Having potential litigants forgo litigation and choose disability also has some major social connotations for the injured.  If there is a loud scream for tort reform, there is an even greater cacophony for the reform of the “social welfare state.”  Ironically, the very people making all the noise provided a way for the injured to get compensation from the injuring party while keeping their dignity.  The state will now sue for any injured party “parens patriae” so that hard working citizens do not have to shoulder the financial load of a negligent tortfeasor.  The injured can continue to exist in their society free of a guilty conscience.  I am certain there will be no backlash politically or legally against such a wonderful solution.7    

I had a friend come home from Iraq and started having major seizures.  It was life shattering for him.  He was training to become a commercial pilot and had close to the grueling 1,000 flight hours needed to start training on jet engines.  His seizures effectively ended his career.  Instead of going to a Veterans Affairs hospital for free treatments and medical care, since it was service related, he said, “to hell with the government” and just paid for his treatments out of pocket.  He has never set foot inside a VA hospital, nor did he apply for vocational rehabilitation when he started his new career path in nursing school.  As I watched my friend leave $100,000 of benefits on the table I thought it was just silly pride.  After reading this book I am starting to understand his incredibly insane behavior, is a normal response for Americans.  This book helped me see my friend’s decision in a newer light.           

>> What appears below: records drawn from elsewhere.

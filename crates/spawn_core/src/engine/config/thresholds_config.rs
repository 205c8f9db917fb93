//! Selection thresholds
//!
//! | Field | Used by | Meaning |
//! |-------|---------|---------|
//! | `min_enemy_distance` | aggressive | enemy must be farther than this |
//! | `min_friend_cluster_distance` | both | no friend closer than this (squad: no enemy either) |
//! | `max_friend_distance` | squad | beyond this the squad is too far away |
//! | `squad_min_enemy_distance` | squad | optional dedicated enemy floor |

use crate::error::{Result, SpawnError};
use serde::{Deserialize, Serialize};

#[derive(Debug, Clone, Copy, PartialEq, Serialize, Deserialize)]
#[serde(default)]
pub struct SelectionThresholds {
    /// Aggressive mode: closest enemy must be farther than this (meters)
    pub min_enemy_distance: f32,
    /// Closest friend must be farther than this, so players don't spawn on top of each other (meters)
    pub min_friend_cluster_distance: f32,
    /// Squad mode ignores locations whose closest friend is farther than this (meters)
    pub max_friend_distance: f32,
    /// Squad mode enemy floor. `None` reuses `min_friend_cluster_distance`.
    #[serde(skip_serializing_if = "Option::is_none")]
    pub squad_min_enemy_distance: Option<f32>,
}

impl Default for SelectionThresholds {
    fn default() -> Self {
        Self {
            min_enemy_distance: 10.0,
            min_friend_cluster_distance: 2.0,
            max_friend_distance: 30.0,
            squad_min_enemy_distance: None,
        }
    }
}

impl SelectionThresholds {
    /// Enemy floor applied in squad mode.
    #[inline]
    pub fn squad_enemy_floor(&self) -> f32 {
        self.squad_min_enemy_distance.unwrap_or(self.min_friend_cluster_distance)
    }

    pub fn validate(&self) -> Result<()> {
        let mut fields = vec![
            ("min_enemy_distance", self.min_enemy_distance),
            ("min_friend_cluster_distance", self.min_friend_cluster_distance),
            ("max_friend_distance", self.max_friend_distance),
        ];
        if let Some(floor) = self.squad_min_enemy_distance {
            fields.push(("squad_min_enemy_distance", floor));
        }

        for (name, value) in fields {
            if !value.is_finite() {
                return Err(SpawnError::invalid(format!("{name} must be finite, got {value}")));
            }
            if value < 0.0 {
                return Err(SpawnError::invalid(format!("{name} must be >= 0, got {value}")));
            }
        }

        if self.min_friend_cluster_distance > self.max_friend_distance {
            return Err(SpawnError::invalid(format!(
                "min_friend_cluster_distance ({}) exceeds max_friend_distance ({})",
                self.min_friend_cluster_distance, self.max_friend_distance
            )));
        }

        Ok(())
    }
}
//! Aggressive selection: push toward the enemy
//!
//! Among ready locations that keep a safe distance from both enemies and
//! teammates, pick the one closest to the enemy. Ties keep input order.

use super::config::SelectionThresholds;
use crate::models::SpawnLocation;

/// Aggressive-mode eligibility of a single location.
#[inline]
pub fn qualifies(loc: &SpawnLocation, thresholds: &SelectionThresholds, epsilon: f32) -> bool {
    loc.is_ready(epsilon)
        && loc.distance_to_closest_enemy > thresholds.min_enemy_distance
        && loc.distance_to_closest_friend > thresholds.min_friend_cluster_distance
}

/// Index of the chosen location, or `None` when nothing qualifies (squad fallback).
pub fn select_aggressive(
    locations: &[SpawnLocation],
    thresholds: &SelectionThresholds,
    epsilon: f32,
) -> Option<usize> {
    let mut best: Option<usize> = None;
    for (idx, loc) in locations.iter().enumerate() {
        if !qualifies(loc, thresholds, epsilon) {
            continue;
        }
        // Strict `<` keeps the first of equally close candidates.
        match best {
            Some(b) if loc.distance_to_closest_enemy >= locations[b].distance_to_closest_enemy => {}
            _ => best = Some(idx),
        }
    }
    best
}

The last requirement of this assignment is to wave a magic wand and to come up with a system that will work to truly allow us to make a system to correctly right all civil wrongs.  While it is fun to play “what-if,” I do not believe we really want that.  The reality of our society is too quick to point to someone suing for damages and lambast them for “just wanting money.”  I doubt too many of the people with the largest megaphones, especially country music variety, have taken the time to understand money is all we can offer them.  Now, for the last part of this assignment, If I had a magic wand I would make society accept cloning and stem cell research so that one day I could sue to recover damaged body parts: a true you break it, you buy it system.  The defendant pays to regrow whatever the plaintiff loses.  This way there is no societal pressure to not sue, because they would not be greedily seeking compensatory damages.  Any punitive damaged awarded would go to a civil legal fund to regrow damaged body parts from indigent defendants.   A litigant could get back their missing parts and get on with their lives.  All other injuries are redressed like we do now!  However, until we start cloning heads, shoulders, knees, and toes, we will simply keep awarding that “dough!"

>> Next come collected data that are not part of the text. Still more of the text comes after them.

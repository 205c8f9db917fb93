//! Combatant snapshot seam
//!
//! The simulation owns combatants; the selector asks for a fresh snapshot on
//! every selection and keeps nothing between calls.

use crate::models::Combatant;
use std::borrow::Cow;

pub trait CombatantProvider {
    fn snapshot(&self) -> Cow<'_, [Combatant]>;
}

impl CombatantProvider for [Combatant] {
    fn snapshot(&self) -> Cow<'_, [Combatant]> {
        Cow::Borrowed(self)
    }
}

impl CombatantProvider for Vec<Combatant> {
    fn snapshot(&self) -> Cow<'_, [Combatant]> {
        Cow::Borrowed(self.as_slice())
    }
}

/// Provider backed by a closure, for sources that build a snapshot on demand.
pub struct SnapshotFn<F>(pub F);

impl<F> CombatantProvider for SnapshotFn<F>
where
    F: Fn() -> Vec<Combatant>,
{
    fn snapshot(&self) -> Cow<'_, [Combatant]> {
        Cow::Owned((self.0)())
    }
}
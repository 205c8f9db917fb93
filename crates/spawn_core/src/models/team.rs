//! Team affiliation
//!
//! `Team::None` is a real value, not an absence: combatants carrying it are
//! never active, and it is its own opponent.

use serde::{Deserialize, Serialize};
use std::fmt;
use std::str::FromStr;

// ============================================================================
// Team
// ============================================================================

/// Team affiliation of a combatant or of the player asking for a spawn.
#[derive(Debug, Clone, Copy, PartialEq, Eq, Hash, Serialize, Deserialize, Default)]
#[serde(rename_all = "lowercase")]
pub enum Team {
    #[default]
    None,
    Blue,
    Red,
}

impl Team {
    /// Opposing team. `None` maps to itself, which disables enemy filtering.
    #[inline]
    pub const fn opponent(&self) -> Self {
        match self {
            Team::Blue => Team::Red,
            Team::Red => Team::Blue,
            Team::None => Team::None,
        }
    }

    #[inline]
    pub const fn is_none(&self) -> bool {
        matches!(self, Team::None)
    }

    pub const fn as_str(&self) -> &'static str {
        match self {
            Team::None => "none",
            Team::Blue => "blue",
            Team::Red => "red",
        }
    }
}

impl fmt::Display for Team {
    fn fmt(&self, f: &mut fmt::Formatter) -> fmt::Result {
        f.write_str(self.as_str())
    }
}

impl FromStr for Team {
    type Err = String;

    fn from_str(s: &str) -> Result<Self, Self::Err> {
        match s.trim().to_lowercase().as_str() {
            "none" => Ok(Team::None),
            "blue" | "a" => Ok(Team::Blue),
            "red" | "b" => Ok(Team::Red),
            other => Err(format!("Unknown team: {other} (expected blue, red or none)")),
        }
    }
}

1.      David Engel, The Myth of the Litigious Society: Why We Don’t Sue (2016).

2.      Zondervan Publishing, The Holy Bible (New International Version) (2000).

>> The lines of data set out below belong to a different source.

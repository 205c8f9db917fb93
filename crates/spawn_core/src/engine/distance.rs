//! Distance evaluation
//!
//! For every spawn location: distance to the nearest active teammate and to
//! the nearest active opponent. No qualifying combatant yields `None`
//! (stored on the location as `f32::INFINITY`), never a stale value.

use crate::models::{Combatant, Position, SpawnLocation, Team};
use serde::Serialize;

/// Distances for one location, computed fresh for a single selection pass.
#[derive(Debug, Clone, Copy, PartialEq, Serialize)]
pub struct DistanceReport {
    pub to_friend: Option<f32>,
    pub to_enemy: Option<f32>,
}

impl DistanceReport {
    /// Cache representation: missing data becomes `+inf`, which passes every `>` floor.
    #[inline]
    pub fn friend_or_inf(&self) -> f32 {
        self.to_friend.unwrap_or(f32::INFINITY)
    }

    #[inline]
    pub fn enemy_or_inf(&self) -> f32 {
        self.to_enemy.unwrap_or(f32::INFINITY)
    }
}

/// Distance from `point` to the nearest active combatant on `target_team`.
///
/// `Team::None` never matches, since no active combatant can carry it.
pub fn closest_active_distance(
    point: &Position,
    combatants: &[Combatant],
    target_team: Team,
) -> Option<f32> {
    combatants
        .iter()
        .filter(|c| c.is_active() && c.team == target_team)
        .map(|c| (c.position - point).norm())
        .min_by(|a, b| a.total_cmp(b))
}

/// Side-effect free evaluation; one report per location, same order.
pub fn evaluate_distances(
    locations: &[SpawnLocation],
    combatants: &[Combatant],
    team: Team,
) -> Vec<DistanceReport> {
    let enemy = team.opponent();
    locations
        .iter()
        .map(|loc| DistanceReport {
            to_friend: closest_active_distance(&loc.position, combatants, team),
            to_enemy: closest_active_distance(&loc.position, combatants, enemy),
        })
        .collect()
}

/// Recompute the cached distance fields of every location in place.
pub fn compute_distances(locations: &mut [SpawnLocation], combatants: &[Combatant], team: Team) {
    let reports = evaluate_distances(locations, combatants, team);
    for (loc, report) in locations.iter_mut().zip(reports) {
        loc.distance_to_closest_friend = report.friend_or_inf();
        loc.distance_to_closest_enemy = report.enemy_or_inf();
    }
}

3.      Jason Beaubien, Midwestern States Struggle to Stem the Brain Drain,, Mar. 21, 2008.

4.      J.C. Pletcher, Employment-at-Will and Wrongful Discharge in Oklahoma, 23 Tulsa L. J. 495 (2013).

5.      Toby Keith, American Ride, TobykeithVEVO,, Nov. 25, 2009 (skip to 1:46 to see the reference).

6.      Chase Cook, An Era of Disabilities: Oklahoma Watch, May 2, 2013,

      Gabrielle J. Hanna, The Helicopter State: Misuse Of Parens Patriae Unconstitutionally Precludes Individual and Class Claims, 92 Wash. L. Rev. 1955 (2018).